|Grant Number:||5R01CA163451-02 Interpret this number|
|Primary Investigator:||Tworoger, Shelley|
|Organization:||Brigham And Women'S Hosp., Inc.|
|Project Title:||Psychological Stress, Associate Biologic Mediators, and Ovarian Cancer Risk|
DESCRIPTION (provided by applicant): Ovarian cancer is the fifth most common cause of cancer death among women, in part due to the existence of aggressive subtypes and few prevention recommendations. Thus, the identification of modifiable risk factors is critical to target prevention and elucidate the biology of ovarian cancer. In an ovarian cancer mouse model, animals under chronic stress had larger and more aggressive tumors than controls. Stress acted through the ¿2-adrenergic receptor and increased expression of MMPs. In this highly translational application, we propose to investigate the association of validated metrics of psychosocial stress, including psychological distress (anxiety, depressive symptoms) and psychosocial stressors (care-giving stress, job strain, social isolation), with risk of ovarian cancer in over 950 prospectively-collected cases from the Nurses' Health Study cohorts (NHS and NHSII).
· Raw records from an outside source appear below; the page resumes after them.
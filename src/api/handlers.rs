use axum::{
    extract::{Path, Query, State},
    http::StatusCode,
    response::Response,
    Json,
};
use serde::{Deserialize, Serialize};
use serde_json::Value;
use std::sync::Arc;

use crate::dashboard::{
    kpis, DashboardQuery, DashboardService, FormattedWeeklyPattern, Kpis, WeeklyPatternsService,
    WEEKLY_EXPORT_HEADERS,
};
use crate::export::csv_attachment;
use crate::models::TopOperator;
use crate::prefs::{PreferenceStore, Preferences};
use crate::proxy::{Endpoint, FetchParams, InsightsApi, ProxyError};
use crate::reshape::{
    anomaly_groups, geo_totals, monthly_activity, weekly_connection_totals, weekly_day_breakdown,
    AnomalyGroup, CountryTotal, MonthlyActivity, WeeklyDayBreakdown, WeeklyDayTotal,
};
use crate::tracker::{pause_segments, PauseSegment};

pub struct AppState {
    pub client: Arc<dyn InsightsApi>,
    pub dashboard: Arc<DashboardService>,
    pub weekly: Arc<WeeklyPatternsService>,
    pub prefs: Arc<dyn PreferenceStore>,
}

#[derive(Serialize)]
pub struct ErrorResponse {
    pub error: String,
}

#[derive(Serialize)]
pub struct SuccessResponse {
    pub message: String,
}

type ApiError = (StatusCode, Json<ErrorResponse>);

/// Map proxy failures onto the fixed response statuses: unknown logical
/// endpoints are the caller's fault, everything else is a generic bad
/// gateway with details kept in the logs.
fn proxy_error(e: ProxyError) -> ApiError {
    match e {
        ProxyError::InvalidEndpoint(name) => (
            StatusCode::BAD_REQUEST,
            Json(ErrorResponse {
                error: format!("Unknown endpoint '{name}'"),
            }),
        ),
        ProxyError::RemoteCall { .. } | ProxyError::Network(_) | ProxyError::Payload(_) => (
            StatusCode::BAD_GATEWAY,
            Json(ErrorResponse {
                error: "Analytics backend unavailable".to_string(),
            }),
        ),
    }
}

/// Health check endpoint
pub async fn health_check() -> Json<SuccessResponse> {
    Json(SuccessResponse {
        message: "OK".to_string(),
    })
}

#[derive(Deserialize)]
pub struct InsightsQuery {
    pub endpoint: String,
    pub limit: Option<u32>,
    pub in_app_only: Option<bool>,
}

/// Forward one logical dataset request to the analytics backend
pub async fn get_insights(
    State(state): State<Arc<AppState>>,
    Query(query): Query<InsightsQuery>,
) -> Result<Json<Value>, ApiError> {
    let endpoint = query.endpoint.parse::<Endpoint>().map_err(proxy_error)?;
    let params = FetchParams::new(query.limit, query.in_app_only);
    let payload = state
        .client
        .fetch(endpoint, params)
        .await
        .map_err(proxy_error)?;
    Ok(Json(payload))
}

#[derive(Deserialize)]
pub struct QueryRequest {
    pub query: String,
}

/// Relay a raw SQL query to the backend's execution endpoint. The query
/// text is forwarded verbatim; validation belongs to the backend.
pub async fn execute_query(
    State(state): State<Arc<AppState>>,
    Json(request): Json<QueryRequest>,
) -> Result<Json<Value>, ApiError> {
    let payload = state
        .client
        .execute_query(&request.query)
        .await
        .map_err(proxy_error)?;
    Ok(Json(payload))
}

/// Detail view for a single operator
pub async fn get_operator(
    State(state): State<Arc<AppState>>,
    Path(operator_id): Path<String>,
) -> Result<Json<Value>, ApiError> {
    let payload = state
        .client
        .fetch_operator(&operator_id)
        .await
        .map_err(proxy_error)?;
    Ok(Json(payload))
}

#[derive(Deserialize)]
pub struct DashboardViewQuery {
    pub top_limit: Option<u32>,
    pub in_app_only: Option<bool>,
}

/// One operator's pause analysis with parsed tracker segments
#[derive(Serialize)]
pub struct GapTrackerRow {
    #[serde(rename = "lp_csid")]
    pub operator_id: String,
    #[serde(rename = "nb_pauses_detectees")]
    pub pause_count: i64,
    #[serde(rename = "duree_moyenne_pause")]
    pub mean_pause_days: f64,
    #[serde(rename = "plus_longue_pause")]
    pub longest_pause_days: i64,
    pub segments: Vec<PauseSegment>,
}

#[derive(Serialize)]
pub struct DashboardView {
    pub kpis: Kpis,
    pub monthly_activity: Vec<MonthlyActivity>,
    pub weekly_activity: Vec<WeeklyDayTotal>,
    pub geo_distribution: Vec<CountryTotal>,
    pub gap_trackers: Vec<GapTrackerRow>,
    pub anomalies: Vec<AnomalyGroup>,
    pub top_operators: Vec<TopOperator>,
    pub loading: bool,
}

/// Refresh the dashboard datasets and return the reshaped view model.
/// When the refresh fails the last good snapshot is served instead.
pub async fn dashboard_view(
    State(state): State<Arc<AppState>>,
    Query(query): Query<DashboardViewQuery>,
) -> Json<DashboardView> {
    let in_app_only = query
        .in_app_only
        .unwrap_or_else(|| state.prefs.load().in_app_only);
    let dashboard_query = DashboardQuery {
        top_limit: query.top_limit.unwrap_or(10),
        in_app_only,
    };

    tokio::join!(
        state.dashboard.refresh(dashboard_query),
        state.weekly.refresh(),
    );

    let data = state.dashboard.snapshot().await;
    let weekly = state.weekly.patterns(in_app_only).await;

    let gap_trackers = data
        .activity_gaps
        .iter()
        .map(|gap| GapTrackerRow {
            operator_id: gap.operator_id.clone(),
            pause_count: gap.pause_count,
            mean_pause_days: gap.mean_pause_days,
            longest_pause_days: gap.longest_pause_days,
            segments: pause_segments(&gap.pause_detail),
        })
        .collect();

    Json(DashboardView {
        kpis: kpis(&data.operator_dashboard),
        monthly_activity: monthly_activity(&data.monthly_stats),
        weekly_activity: weekly_connection_totals(&weekly),
        geo_distribution: geo_totals(&data.geo_distributions),
        gap_trackers,
        anomalies: anomaly_groups(&data.anomalies),
        top_operators: data.top_operators,
        loading: state.dashboard.loading().await,
    })
}

#[derive(Deserialize)]
pub struct WeeklyViewQuery {
    pub in_app_only: Option<bool>,
}

#[derive(Serialize)]
pub struct WeeklyView {
    pub patterns: Vec<FormattedWeeklyPattern>,
    pub day_totals: Vec<WeeklyDayBreakdown>,
    pub loading: bool,
}

pub async fn weekly_view(
    State(state): State<Arc<AppState>>,
    Query(query): Query<WeeklyViewQuery>,
) -> Json<WeeklyView> {
    let in_app_only = query
        .in_app_only
        .unwrap_or_else(|| state.prefs.load().in_app_only);

    state.weekly.refresh().await;
    let patterns = state.weekly.patterns(in_app_only).await;

    Json(WeeklyView {
        day_totals: weekly_day_breakdown(&patterns),
        patterns: state.weekly.formatted(in_app_only).await,
        loading: state.weekly.loading().await,
    })
}

/// Download the weekly pattern rows as a CSV attachment
pub async fn export_weekly_patterns(
    State(state): State<Arc<AppState>>,
    Query(query): Query<WeeklyViewQuery>,
) -> Result<Response, ApiError> {
    let in_app_only = query
        .in_app_only
        .unwrap_or_else(|| state.prefs.load().in_app_only);

    state.weekly.refresh().await;
    let rows = state.weekly.export_rows(in_app_only).await;

    csv_attachment("weekly-patterns", &WEEKLY_EXPORT_HEADERS, &rows).map_err(|e| {
        tracing::error!("Failed to serialize weekly patterns CSV: {e}");
        (
            StatusCode::INTERNAL_SERVER_ERROR,
            Json(ErrorResponse {
                error: "Failed to export CSV".to_string(),
            }),
        )
    })
}

pub async fn get_preferences(State(state): State<Arc<AppState>>) -> Json<Preferences> {
    Json(state.prefs.load())
}

pub async fn put_preferences(
    State(state): State<Arc<AppState>>,
    Json(prefs): Json<Preferences>,
) -> Result<Json<Preferences>, ApiError> {
    state.prefs.save(&prefs).map_err(|e| {
        tracing::error!("Failed to persist preferences: {e}");
        (
            StatusCode::INTERNAL_SERVER_ERROR,
            Json(ErrorResponse {
                error: "Failed to save preferences".to_string(),
            }),
        )
    })?;
    Ok(Json(prefs))
}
We hypothesize that stress will be most strongly associated with aggressive tumors. Beta blocker medications block the ¿2-adrenergic receptor, a centerpiece of the stress pathway, and thus may be associated with a reduced ovarian cancer risk, particularly among those with high stress. Further, a number of biologic mediators of the stress response have been identified, including MMP-2, prolactin, oxytocin, and telomere length. We propose to evaluate these biomarkers with disease risk in prospectively-collected plasma samples from 662 ovarian cancer cases within the NHS, NHSII, the Women's Health Study, the New York University Women's Health Study, and the Northern Sweden Health and Disease Study. With the large sample size, detailed follow-up and available blood and DNA specimens, our study provides a unique opportunity to conduct the first prospective assessment of a novel mechanism of ovarian carcinogenesis. Understanding whether psychosocial stress is related to ovarian cancer risk will elucidate key carcinogenic pathways. Further, this research could lead to substantial improvements in prevention, since behavioral interventions (e.g., yoga) can reduce perceived stress. This innovative application will translate experimental research into prospective human studies and potentially could improve our understanding of ovarian carcinogenesis and our ability to prevent this fatal disease.